E così avevano pensato bene di litigare riguardo ai compositori russi, pensò Louise, ma non lo disse. Era una novità per lei osservare le cose e farsene un’idea per conto suo: a casa le pareva di aver sempre dato tutto per scontato. Era un segno sicuro del fatto che stava crescendo, diventando più grande e – si augurò – più interessante.
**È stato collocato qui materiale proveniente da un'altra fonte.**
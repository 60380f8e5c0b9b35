

use std::time::Duration;

use async_trait::async_trait;
use reqwest::Client;
use serde::{Deserialize, Serialize};
use tracing::info;

use super::base::{GenerationOptions, LlmMetadata, LlmProvider, LlmProviderError};

#[derive(Debug, Serialize)]
struct ChatRequest<'a> {
    model: &'a str,
    messages: Vec<ChatMessage>,
    temperature: f64,
    #[serde(skip_serializing_if = "Option::is_none")]
    max_tokens: Option<u32>,
    #[serde(skip_serializing_if = "Option::is_none")]
    response_format: Option<ResponseFormat>,
}

#[derive(Debug, Serialize, Deserialize)]
struct ChatMessage {
    role: String,
    content: String,
}

#[derive(Debug, Serialize)]
struct ResponseFormat {
    r#type: &'static str,
}

#[derive(Debug, Deserialize)]
struct ChatResponse {
    choices: Vec<ChatChoice>,
    usage: Option<ChatUsage>,
}

#[derive(Debug, Deserialize)]
struct ChatChoice {
    message: ChatMessage,
}

#[derive(Debug, Deserialize)]
struct ChatUsage {
    prompt_tokens: u32,
    completion_tokens: u32,
    total_tokens: u32,
}


/// OpenAI-compatible `/chat/completions` endpoint.
pub struct OpenAiProvider {
    api_key: String,
    model: String,
    base_url: String,
    client: Client,
}

impl OpenAiProvider {
    pub fn new(
        api_key: impl Into<String>,
        model: impl Into<String>,
        base_url: Option<String>,
        timeout_secs: u64,
    ) -> Result<Self, LlmProviderError> {
        let model = model.into();
        let base_url = base_url
            .map(|u| u.trim_end_matches('/').to_string())
            .unwrap_or_else(|| crate::DEFAULT_OPENAI_URL.to_string());
        info!("OpenAI provider initialized (model={}, url={})", model, base_url);

        Ok(Self {
            api_key: api_key.into(),
            model,
            base_url,
            client: Client::builder()
                .timeout(Duration::from_secs(timeout_secs))
                .build()?,
        })
    }
}

#[async_trait]
impl LlmProvider for OpenAiProvider {
    async fn generate(
        &self,
        system_prompt: &str,
        user_prompt: &str,
        options: &GenerationOptions,
    ) -> Result<(String, LlmMetadata), LlmProviderError> {
        let request = ChatRequest {
            model: &self.model,
            messages: vec![
                ChatMessage {
                    role: "system".to_string(),
                    content: system_prompt.to_string(),
                },
                ChatMessage {
                    role: "user".to_string(),
                    content: user_prompt.to_string(),
                },
            ],
            temperature: options.temperature,
            max_tokens: options.max_tokens,
            response_format: options
                .json_response
                .then_some(ResponseFormat { r#type: "json_object" }),
        };

        let response = self
            .client
            .post(format!("{}/chat/completions", self.base_url))
            .bearer_auth(&self.api_key)
            .json(&request)
            .send()
            .await?
            .error_for_status()
            .map_err(LlmProviderError::Http)?
            .json::<ChatResponse>()
            .await?;

        let content = response
            .choices
            .into_iter()
            .next()
            .ok_or_else(|| LlmProviderError::Provider("No choices in response".to_string()))?
            .message
            .content
            .trim()
            .to_string();

        if content.is_empty() {
            return Err(LlmProviderError::EmptyCompletion);
        }

        let mut metadata = LlmMetadata {
            provider: "openai".to_string(),
            model: self.model.clone(),
            ..Default::default()
        };

        if let Some(usage) = response.usage {
            metadata.tokens_prompt = Some(usage.prompt_tokens);
            metadata.tokens_completion = Some(usage.completion_tokens);
            metadata.tokens_total = Some(usage.total_tokens);
        }

        Ok((content, metadata))
    }

    fn provider_name(&self) -> &str {
        "openai"
    }

    fn model_name(&self) -> &str {
        &self.model
    }
}
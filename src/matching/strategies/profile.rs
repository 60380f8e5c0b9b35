

use async_trait::async_trait;
use rand::SeedableRng;
use rand::rngs::StdRng;
use rand::seq::IndexedRandom;
use tracing::info;

use super::{MatchContext, MatchingStrategy, StrategyKind};
use crate::core::error::Result;
use crate::matching::budget::ComparisonBudget;
use crate::matching::metrics::{MatchTally, StrategyReport};
use crate::matching::population::Population;
use crate::matching::similarity::{SimilarityMatrix, top_k_neighbors};


/// Nearest profiles first, then one sampled message from each side goes to the judge.
pub struct ProfileEmbeddingStrategy;

#[async_trait]
impl MatchingStrategy for ProfileEmbeddingStrategy {
    fn kind(&self) -> StrategyKind {
        StrategyKind::UserEmbedding
    }

    async fn run(
        &self,
        population: &Population,
        ctx: &MatchContext<'_>,
        budget: &mut ComparisonBudget,
    ) -> Result<StrategyReport> {
        let config = ctx.config;
        let participants = population.participants();
        let mut tally = MatchTally::new(population.ids());
        let mut rng = StdRng::seed_from_u64(config.seed);

        let vectors = ctx.profile_vectors(population).await;
        info!(
            "Profile embeddings ready for {}/{} entities",
            vectors.len(),
            participants.len()
        );
        let (owners, vectors): (Vec<usize>, Vec<Vec<f32>>) = vectors.into_iter().unzip();
        let matrix = SimilarityMatrix::compute(&vectors);

        'subjects: for (row, &owner) in owners.iter().enumerate() {
            let subject = &participants[owner];
            let Some(message_a) = subject.sample(config.max_messages_per_entity).choose(&mut rng)
            else {
                continue;
            };

            for col in top_k_neighbors(&matrix, row, config.profile_top_k) {
                if budget.is_exhausted() {
                    break 'subjects;
                }
                let candidate = &participants[owners[col]];
                let Some(message_b) =
                    candidate.sample(config.max_messages_per_entity).choose(&mut rng)
                else {
                    continue;
                };

                ctx.judge(
                    &mut tally,
                    budget,
                    (subject.id(), candidate.id()),
                    (message_a.as_str(), message_b.as_str()),
                    Some(matrix.get(row, col)),
                )
                .await;
            }
        }

        info!(
            "Profile strategy: {} comparisons, {} accepted",
            tally.total(),
            tally.accepted()
        );
        Ok(tally.finish(self.kind(), budget.is_exhausted()))
    }
}

#[cfg(test)]
mod tests {
    use super::super::tests::{Fixture, participant, profile_key};
    use super::*;

    fn population() -> (Population, Vec<(String, Vec<f32>)>) {
        let population = Population::new(vec![
            participant(1, "chess, ai", &["I play chess every evening"]),
            participant(2, "chess, music", &["Looking for a chess partner"]),
            participant(3, "cooking", &["Best pasta recipe?"]),
            participant(4, "ai, music", &["Training a small model"]),
        ]);
        let vectors = vec![
            (profile_key("chess, ai"), vec![1.0, 0.0, 0.0]),
            (profile_key("chess, music"), vec![0.9, 0.1, 0.0]),
            (profile_key("cooking"), vec![0.0, 0.0, 1.0]),
            (profile_key("ai, music"), vec![0.5, 0.5, 0.0]),
        ];
        (population, vectors)
    }

    #[tokio::test]
    async fn test_profile_strategy_surfaces_nearest_neighbors() {
        let (population, vectors) = population();
        let entries: Vec<(&str, Vec<f32>)> =
            vectors.iter().map(|(k, v)| (k.as_str(), v.clone())).collect();
        let fixture = Fixture::new(&entries);
        let mut budget = ComparisonBudget::new(100);

        let report = ProfileEmbeddingStrategy
            .run(&population, &fixture.ctx(), &mut budget)
            .await
            .unwrap();

        let for_first: Vec<_> = report
            .comparisons
            .iter()
            .filter(|c| c.entity_a == 1)
            .map(|c| c.entity_b)
            .collect();
        assert_eq!(for_first, vec![2, 4, 3]);
        assert_eq!(report.metrics.total_comparisons, 12);
        assert!(report.comparisons.iter().all(|c| c.entity_a != c.entity_b));

        // only the two chess players are judged relevant, once from each side
        assert_eq!(report.metrics.accepted, 2);
        assert_eq!(report.metrics.per_entity_counts[&1], 2);
        assert_eq!(report.metrics.per_entity_counts[&3], 0);
        assert!(!report.metrics.budget_exhausted);
    }

    #[tokio::test]
    async fn test_profile_strategy_stops_at_budget() {
        let (population, vectors) = population();
        let entries: Vec<(&str, Vec<f32>)> =
            vectors.iter().map(|(k, v)| (k.as_str(), v.clone())).collect();
        let fixture = Fixture::new(&entries);
        let mut budget = ComparisonBudget::new(2);

        let report = ProfileEmbeddingStrategy
            .run(&population, &fixture.ctx(), &mut budget)
            .await
            .unwrap();
        assert_eq!(report.metrics.total_comparisons, 2);
        assert_eq!(fixture.judge_calls(), 2);
        assert!(report.metrics.budget_exhausted);
    }

    #[tokio::test]
    async fn test_missing_profile_embeddings_are_skipped() {
        let (population, _) = population();
        let fixture = Fixture::new(&[]);
        let mut budget = ComparisonBudget::new(10);

        let report = ProfileEmbeddingStrategy
            .run(&population, &fixture.ctx(), &mut budget)
            .await
            .unwrap();
        assert_eq!(report.metrics.total_comparisons, 0);
        assert_eq!(report.metrics.per_entity_counts.len(), 4);
        assert_eq!(report.metrics.combined_score, 0.0);
    }
}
La famiglia sembrava vivere di discussioni. Ve ne fu una fra Stella e sua madre in merito al vestito che Stella aveva deciso di mettersi per il concerto. Non si trattava di un vestito, in effetti, bensì di un semplice maglione abbinato a una gonna a scacchi con le pieghe, bianca e nera. Sua madre disse che non era abbastanza elegante per l’occasione. Alzarono la voce al punto che da una delle innumerevoli porte che si aprivano in corridoio spuntò la testa di Mr Rose, che si lamentò di non riuscire a sentire nemmeno i suoi pensieri con quel baccano. Poi però si unì di buon grado al parapiglia per dissentire da sua moglie circa l’abito di velluto verde bottiglia che lei trovava più adatto e insistere invece su uno di seta color panna che, protestò Stella, era vecchio di mille anni e le andava corto. Entrambi i genitori chiamarono in causa quelli che secondo loro erano i gusti di Peter, sui quali tuttavia non erano d’accordo. Mrs Rose disse che Peter si sarebbe vergognato di vedere arrivare sua sorella al suo concerto vestita come se dovesse andare a fare la spesa. Mr Rose replicò che gli sarebbe dispiaciuto vederla apparire in un abbigliamento chiaramente pensato per attirare l’attenzione su di sé, come l’abito di velluto color verde bottiglia. Stella disse che con la seta color panna avrebbe fatto morire dal ridere gli amici di Peter. Sopraggiunse zia Anna e propose una camicetta di seta rosa da abbinare alla gonna a scacchi bianca e nera. La proposta incontrò, per una volta, un rifiuto unanime e zia Anna si appoggiò al muro emettendo lievi gemiti di disperazione. Mr Rose, sebbene non stesse proprio gridando, scandiva le parole in quel tono irritato che, pensò Louise, si usa per far capire le cose a un idiota o a uno straniero. «È semplicissimo. Ti metterai il vestito di seta, come ti è stato detto». A quel punto sia Stella sia sua madre ebbero un moto di sconforto; Stella scoppiò in lacrime, sua madre prima si produsse in una serie di pesanti sospiri, poi andò in camera sua e tornò con un abito di lana verde chiaro che posò davanti alla figlia, con le lacrime che le scendevano sul bellissimo viso. «Otto! Otto? Questo non potrebbe essere la soluzione al problema?».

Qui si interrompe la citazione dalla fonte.